Citing Clay County property records, BizJournal reports that Google affiliate AG Rose Solutions LLC acquired approximately 493 acres northeast of Interstate 435 and US Highway 169 through Dec. 19 and 20 transactions with Black & Veatch subsidiary Diode Ventures LLC.

A purchase price was not disclosed in the county records.

"We can confirm Google has acquired an additional property in Kansas City, Missouri, for a potential data center," a company spokesperson told the publication. "While we do not have a confirmed timeline for development for the site, we want to ensure that we have the option to further grow, should our business demand it."

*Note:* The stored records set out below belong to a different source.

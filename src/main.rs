use anyhow::{bail, Context, Result};
use rayon::prelude::*;
use std::path::PathBuf;

use fers::config::Config;
use fers::discovery::discover_images;
use fers::export::{export_predictions, write_json, ImagePrediction};
use fers::{logging, preprocess_file, runtime, EmotionModel};

#[derive(Debug, Default)]
struct CliArgs {
    config_path: Option<PathBuf>,
    model_path: Option<PathBuf>,
    bucket: Option<String>,
    output: Option<PathBuf>,
    json: bool,
    verbose: bool,
    inputs: Vec<PathBuf>,
}

fn parse_args() -> CliArgs {
    let args: Vec<String> = std::env::args().collect();
    let mut cli = CliArgs::default();

    let mut i = 1;
    while i < args.len() {
        match args[i].as_str() {
            "--help" | "-h" => {
                print_help();
                std::process::exit(0);
            }
            "--version" | "-V" => {
                println!("fers {}", env!("CARGO_PKG_VERSION"));
                std::process::exit(0);
            }
            "--config" | "-c" => cli.config_path = Some(PathBuf::from(require_value(&args, &mut i))),
            "--model" | "-m" => cli.model_path = Some(PathBuf::from(require_value(&args, &mut i))),
            "--bucket" | "-b" => cli.bucket = Some(require_value(&args, &mut i)),
            "--output" | "-o" => cli.output = Some(PathBuf::from(require_value(&args, &mut i))),
            "--json" => cli.json = true,
            "--verbose" | "-v" => cli.verbose = true,
            arg if arg.starts_with('-') => {
                eprintln!("Unknown argument: {}", arg);
                print_help();
                std::process::exit(1);
            }
            path => cli.inputs.push(PathBuf::from(path)),
        }
        i += 1;
    }

    cli
}

fn require_value(args: &[String], i: &mut usize) -> String {
    if *i + 1 < args.len() {
        *i += 1;
        args[*i].clone()
    } else {
        eprintln!("Error: {} requires a value", args[*i]);
        std::process::exit(1);
    }
}

fn print_help() {
    println!(
        r#"fers - facial emotion recognition

USAGE:
    fers [OPTIONS] IMAGE_OR_DIR...

OPTIONS:
    --config, -c PATH   Path to config file
    --model, -m PATH    Local model path (overrides config)
    --bucket, -b NAME   Fetch the newest model from this bucket first
    --output, -o PATH   Write predictions to PATH (.csv or .json)
    --json              Print predictions as JSON
    --verbose, -v       Log to stderr
    --version, -V       Show version
    --help, -h          Show this help message

ENVIRONMENT:
    FERS_CONFIG                 Path to config file (overrides default location)
    FERS_LOG                    Log level (trace, debug, info, warn, error)
    ORT_DYLIB_PATH              Path to the ONNX Runtime shared library
    GOOGLE_OAUTH_ACCESS_TOKEN   Bearer token for bucket access

Config file location: $XDG_CONFIG_HOME/fers/config.toml
Log files (without journald): $XDG_DATA_HOME/fers/logs"#
    );
}

fn main() -> Result<()> {
    let cli = parse_args();

    let logged = if cli.verbose {
        logging::init_stderr()
    } else {
        logging::init(&logging::default_log_dir())
    };
    if let Err(e) = logged {
        eprintln!("Logging disabled: {:#}", e);
    }

    let config = match &cli.config_path {
        Some(path) => Config::load_from(path),
        None => Config::load(),
    }
    .context("Failed to load config")?;

    if cli.inputs.is_empty() {
        print_help();
        bail!("No input images given");
    }

    let _runtime = runtime::init(config.inference.dylib_path.as_deref())
        .context("Failed to load ONNX Runtime")?;

    let model_path = cli.model_path.clone().unwrap_or_else(|| config.model_path.clone());
    let bucket = cli.bucket.as_deref().or(config.bucket());

    let model = EmotionModel::new(model_path, &config, bucket).context("Invalid label mapping")?;
    if let Some(reason) = model.load_error() {
        match bucket {
            Some(bucket) => eprintln!("No model found in bucket {}: {}", bucket, reason),
            None => eprintln!("No model loaded: {}", reason),
        }
        std::process::exit(1);
    }

    let images = discover_images(&cli.inputs, &config.image_extensions);
    if images.is_empty() {
        bail!("No images found");
    }
    tracing::info!(count = images.len(), "Classifying images");

    let tensors: Vec<_> = images
        .par_iter()
        .map(|path| (path, preprocess_file(path)))
        .collect();

    let predictions: Vec<ImagePrediction> = tensors
        .into_iter()
        .map(|(path, tensor)| {
            let result = tensor
                .map_err(anyhow::Error::from)
                .and_then(|t| model.predict(&t).map_err(anyhow::Error::from));
            match result {
                Ok(probs) => ImagePrediction::from_probs(path, model.labels(), &probs.to_vec()),
                Err(e) => {
                    tracing::warn!(path = ?path, error = %e, "Failed to classify image");
                    ImagePrediction::failed(path, e)
                }
            }
        })
        .collect();

    if cli.json {
        write_json(&predictions, std::io::stdout().lock())?;
    } else {
        for prediction in &predictions {
            match (&prediction.top_label, prediction.top_probability, &prediction.error) {
                (Some(label), Some(p), _) => {
                    println!("{}: {} ({:.1}%)", prediction.path, label, p * 100.0)
                }
                (_, _, Some(error)) => println!("{}: error: {}", prediction.path, error),
                _ => println!("{}: no prediction", prediction.path),
            }
        }
    }

    if let Some(output) = &cli.output {
        let count = export_predictions(&predictions, model.labels(), output)
            .with_context(|| format!("Failed to write {:?}", output))?;
        tracing::info!(count, path = ?output, "Predictions exported");
    }

    Ok(())
}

The site is reportedly the Rocky Branch Creek Technology Park previously earmarked for QTS.

Black & Veatch subsidiary Diode Ventures filed a preliminary plan for the Rocky Branch Creek Technology Park, a data center campus that would occupy 359 undeveloped acres it controls northeast of US Highway 169 and Interstate 435 in Missouri, in 2022.

BJ notes that Diode last year submitted amended plans for Rocky Branch Creek to fold in two more parcels fronting U.S. Highway 169. They provide for a 492.7-acre project site – known as Project Mica – with six data centers totaling 1.7 million square feet (157,935 sqm), plus space for small ancillary offices and an Evergy switchyard. A 5.5-acre cemetery would be preserved on the campus property. The City Plan Commission is set to review the plans later this month.

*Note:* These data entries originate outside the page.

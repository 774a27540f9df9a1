//! Image preprocessing for the emotion classifier.
//!
//! The classifier uses a VGG16 backbone trained on caffe-style inputs:
//! channels-last, BGR channel order, per-channel ImageNet mean subtracted,
//! no scaling.

use image::imageops::FilterType;
use image::DynamicImage;
use ndarray::{s, Array3, Array4, Axis};
use std::path::Path;

use crate::error::PreprocessError;

/// Model input side length (224x224)
pub const INPUT_SIZE: u32 = 224;

/// Full model input shape, NHWC
pub const INPUT_SHAPE: [usize; 4] = [1, INPUT_SIZE as usize, INPUT_SIZE as usize, 3];

/// ImageNet channel means in BGR order
const BGR_MEAN: [f32; 3] = [103.939, 116.779, 123.68];

/// Load an image file, resize it to the model input size, and normalize it.
pub fn preprocess_file(path: &Path) -> Result<Array4<f32>, PreprocessError> {
    let img = load_image(path)?;
    preprocess_image(&img)
}

/// Resize and normalize an already-decoded image (e.g. a detected face crop).
pub fn preprocess_image(img: &DynamicImage) -> Result<Array4<f32>, PreprocessError> {
    // Nearest keeps the output identical to the loader the model was trained with
    let resized = img.resize_exact(INPUT_SIZE, INPUT_SIZE, FilterType::Nearest);
    preprocess(image_to_array(&resized))
}

/// Add the batch dimension and apply VGG16 normalization to an HWC RGB array.
///
/// The array is expected to already be sized for the model; spatial size is
/// not checked here.
pub fn preprocess(face_image: Array3<f32>) -> Result<Array4<f32>, PreprocessError> {
    let channels = face_image.shape()[2];
    if channels != 3 {
        return Err(PreprocessError::Channels(channels));
    }

    // RGB -> BGR
    let mut bgr = face_image.slice(s![.., .., ..;-1]).to_owned();
    for (c, mean) in BGR_MEAN.iter().enumerate() {
        bgr.index_axis_mut(Axis(2), c).mapv_inplace(|v| v - mean);
    }

    Ok(bgr.insert_axis(Axis(0)))
}

/// Convert an image to an HWC float array of RGB values in `0.0..=255.0`.
pub fn image_to_array(img: &DynamicImage) -> Array3<f32> {
    let rgb = img.to_rgb8();
    let (width, height) = rgb.dimensions();

    Array3::from_shape_fn((height as usize, width as usize, 3), |(y, x, c)| {
        rgb.get_pixel(x as u32, y as u32)[c] as f32
    })
}

fn load_image(path: &Path) -> Result<DynamicImage, PreprocessError> {
    let bytes = std::fs::read(path).map_err(|source| PreprocessError::Io {
        path: path.to_path_buf(),
        source,
    })?;
    Ok(image::load_from_memory(&bytes)?)
}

"The Kansas City area has one of the fastest-growing data center markets in the U.S., and Diode Ventures ... is excited to see continued development," a Diode spokesperson said.

QTS signed on as a potential customer at the park in 2022, but the contract reportedly expired later that year after stakeholders determined that Evergy Inc. could not supply sufficient power to the property to meet the company's long-term needs.

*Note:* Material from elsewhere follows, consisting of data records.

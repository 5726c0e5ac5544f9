//! Platform seam between the interpreter and a front end
//!
//! The interpreter owns its platform and calls it inline during a cycle.
//! Callbacks only ever see the machine state, never the interpreter, so
//! they cannot re-enter it.

use std::any::Any;

use crate::error::PlatformError;
use crate::vm::MachineState;

/// Platform specific calls made by the interpreter.
pub trait Platform {
    /// Called once, before the first cycle.
    fn on_init(&mut self, state: &MachineState);

    /// Called when the program clears the screen.
    fn on_clear_screen(&mut self);

    /// Called at the start of every cycle, before anything is fetched.
    /// This is where input should be polled into `state.keyboard`.
    fn on_cycle(&mut self, state: &mut MachineState);

    /// Called after every successful sprite draw.
    fn on_screen_update(&mut self, state: &MachineState);

    /// Called on every sound timer decrement (every 1/60th of a second
    /// while the sound timer is non-zero).
    fn on_beep(&mut self);

    /// Front end specific data the core does not interpret.
    fn custom_data(&self, key: &str) -> Option<&dyn Any>;

    fn set_custom_data(&mut self, key: &str, value: Box<dyn Any>) -> Result<(), PlatformError>;
}

/// Ignores every call. Used for headless runs and tests.
#[derive(Debug, Default, Clone, Copy)]
pub struct NullPlatform;

impl Platform for NullPlatform {
    fn on_init(&mut self, _state: &MachineState) {}
    fn on_clear_screen(&mut self) {}
    fn on_cycle(&mut self, _state: &mut MachineState) {}
    fn on_screen_update(&mut self, _state: &MachineState) {}
    fn on_beep(&mut self) {}

    fn custom_data(&self, _key: &str) -> Option<&dyn Any> {
        None
    }

    fn set_custom_data(&mut self, _key: &str, _value: Box<dyn Any>) -> Result<(), PlatformError> {
        Err(PlatformError::NoSettableData)
    }
}

#[cfg(test)]
mod tests {
    use super::*;

    #[test]
    fn test_null_platform_has_no_data() {
        let mut platform = NullPlatform;
        assert!(platform.custom_data("ctx").is_none());
        assert_eq!(
            platform.set_custom_data("key_map", Box::new(0u8)),
            Err(PlatformError::NoSettableData)
        );
    }
}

Diode was originally looking to develop up to nine data center buildings in Kansas City's Northland, together totaling 1.96 million square feet (182,000 sqm), but went on to expand the plans to include as many as 12 buildings totaling 4.3 million sq ft (400,400 sqm). When fully built out, Rocky Branch Creek was planned with a critical IT load of around 215 to 220MW and a full-site capacity of about 270MW.

Google already owns one plot of land in Northland where it is planning a data center campus. October 2023 saw the company file (and later gain permission) to develop up to 1.435 million sq ft (133,316 sqm) of data center floor space on 315 acres in the Hunt Midwest Business Center. The land, located northeast of Parvin Road and Arlington Avenue, was purchased in two transactions, one in 2019 and another in December 2021.

The newly acquired site is close to Diode’s existing Golden Plains Technology Park. The 760-acre site has been acquired by Meta.

Diode also has plans for a third potential campus in the area; it is in the early stages of evaluating Hampton Meadows, a smaller data center site conceptualized for 30 acres it owns south of Golden Plains, between I-435 and Cookingham Drive.